Honey bees in short supply, local farmers concerned

YOUNGSTOWN, Ohio (WYTV) – Farmers are facing a big problem in growing their crops. Honey bees across the country are dying off in record numbers. And it is starting to affect many of the foods we all eat.

Tim Cassidy is a beekeeper at Youngstown Inner City Gardens. Saturday he took us for an inspection of his honey bees.

According to the federal government, 40 percent of all hives in the United States died out this past year.

“This winter was brutally cold, and that is probably the main reason for the losing of hives,” said Tim Cassidy, bee keeper.

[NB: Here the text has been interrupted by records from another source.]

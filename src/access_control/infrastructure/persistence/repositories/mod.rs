pub mod authorization_decision_audit_repository;
pub mod postgres;
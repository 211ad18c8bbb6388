use serde::{Deserialize, Serialize};
use utoipa::ToSchema;
use validator::Validate;

/// Every field is optional; omitted fields keep their current value.
#[derive(Debug, Clone, Deserialize, Serialize, Validate, ToSchema)]
pub struct UpdateEventRequestResource {
    #[validate(length(min = 1, max = 200))]
    pub name: Option<String>,

    #[schema(example = "CULTURAL")]
    pub event_type: Option<String>,

    #[validate(length(max = 2000))]
    pub description: Option<String>,

    #[validate(range(min = 1))]
    pub expected_participants: Option<i32>,

    #[schema(example = "2026-11-21T09:00:00Z")]
    pub scheduled_at: Option<String>,

    pub coordinator_id: Option<String>,
}
pub mod enums;
pub mod events;
pub mod queries;
pub mod value_objects;
use chrono::{DateTime, Utc};
use uuid::Uuid;

use crate::{
    access_control::domain::model::value_objects::resource_ownership::ResourceOwnership,
    event_management::domain::model::{
        enums::event_status::EventStatus, value_objects::event_details::EventDetails,
    },
    iam_integration::domain::model::value_objects::principal_id::PrincipalId,
    notifications::domain::model::value_objects::outcome_subject::OutcomeSubject,
    shared::domain::model::enums::workflow_domain_error::WorkflowDomainError,
};

#[derive(Clone, Debug, Eq, PartialEq)]
pub struct Event {
    id: Uuid,
    details: EventDetails,
    creator_id: PrincipalId,
    coordinator_id: Option<PrincipalId>,
    venue_id: Option<Uuid>,
    status: EventStatus,
    review_cycle: i32,
    created_at: DateTime<Utc>,
}

impl Event {
    pub fn new_pending(
        details: EventDetails,
        creator_id: PrincipalId,
        coordinator_id: Option<PrincipalId>,
        created_at: DateTime<Utc>,
    ) -> Self {
        Self {
            id: Uuid::now_v7(),
            details,
            creator_id,
            coordinator_id,
            venue_id: None,
            status: EventStatus::Pending,
            review_cycle: 1,
            created_at,
        }
    }

    #[allow(clippy::too_many_arguments)]
    pub fn restore(
        id: Uuid,
        details: EventDetails,
        creator_id: PrincipalId,
        coordinator_id: Option<PrincipalId>,
        venue_id: Option<Uuid>,
        status: EventStatus,
        review_cycle: i32,
        created_at: DateTime<Utc>,
    ) -> Self {
        Self {
            id,
            details,
            creator_id,
            coordinator_id,
            venue_id,
            status,
            review_cycle,
            created_at,
        }
    }

    /// Details stay editable until finance has looked at the budget.
    pub fn revise(
        &self,
        details: EventDetails,
        coordinator_id: Option<PrincipalId>,
    ) -> Result<Self, WorkflowDomainError> {
        if self.status != EventStatus::Pending {
            return Err(WorkflowDomainError::InvalidState(format!(
                "only PENDING events can be edited, current status is {}",
                self.status
            )));
        }

        Ok(Self {
            details,
            coordinator_id,
            ..self.clone()
        })
    }

    pub fn ownership(&self) -> ResourceOwnership {
        ResourceOwnership::new(self.id, self.creator_id, self.coordinator_id)
    }

    pub fn outcome_subject(&self) -> OutcomeSubject {
        OutcomeSubject {
            event_id: self.id,
            event_name: self.details.name().value().to_string(),
            creator_id: self.creator_id,
            coordinator_id: self.coordinator_id,
        }
    }

    pub fn id(&self) -> Uuid {
        self.id
    }

    pub fn details(&self) -> &EventDetails {
        &self.details
    }

    pub fn creator_id(&self) -> PrincipalId {
        self.creator_id
    }

    pub fn coordinator_id(&self) -> Option<PrincipalId> {
        self.coordinator_id
    }

    pub fn venue_id(&self) -> Option<Uuid> {
        self.venue_id
    }

    pub fn status(&self) -> EventStatus {
        self.status
    }

    pub fn review_cycle(&self) -> i32 {
        self.review_cycle
    }

    pub fn created_at(&self) -> DateTime<Utc> {
        self.created_at
    }
}
pub mod inbox_command_service;
pub mod inbox_query_service;
pub mod notification_dispatcher;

Researchers call it Colony Collapse Disorder. And it can also happen during the warmer months. The EPA says the honeybees could be disappearing because of a virus or poison from certain pesticides.

“They will find that all of a sudden, the hive is just empty. They are not sure where the bees went, and they’ve probably died off in a tree somewhere,” Cassidy said.

The disappearing bees are having a huge impact on the foods you eat every day. In order to have fruit and vegetable, there has to be pollination – the main job of the honey bees.

Experts estimate that bees pollinate 15 billion dollars in crops every year in the U.S.

“You will have a lack or production. You apple trees, peach trees, your pear trees, and your vegetables that bloom too, will have significantly less harvest,” Cassidy said.

The best way to help the bees thrive is to plant lots of flowers. It’s their food to help make our food.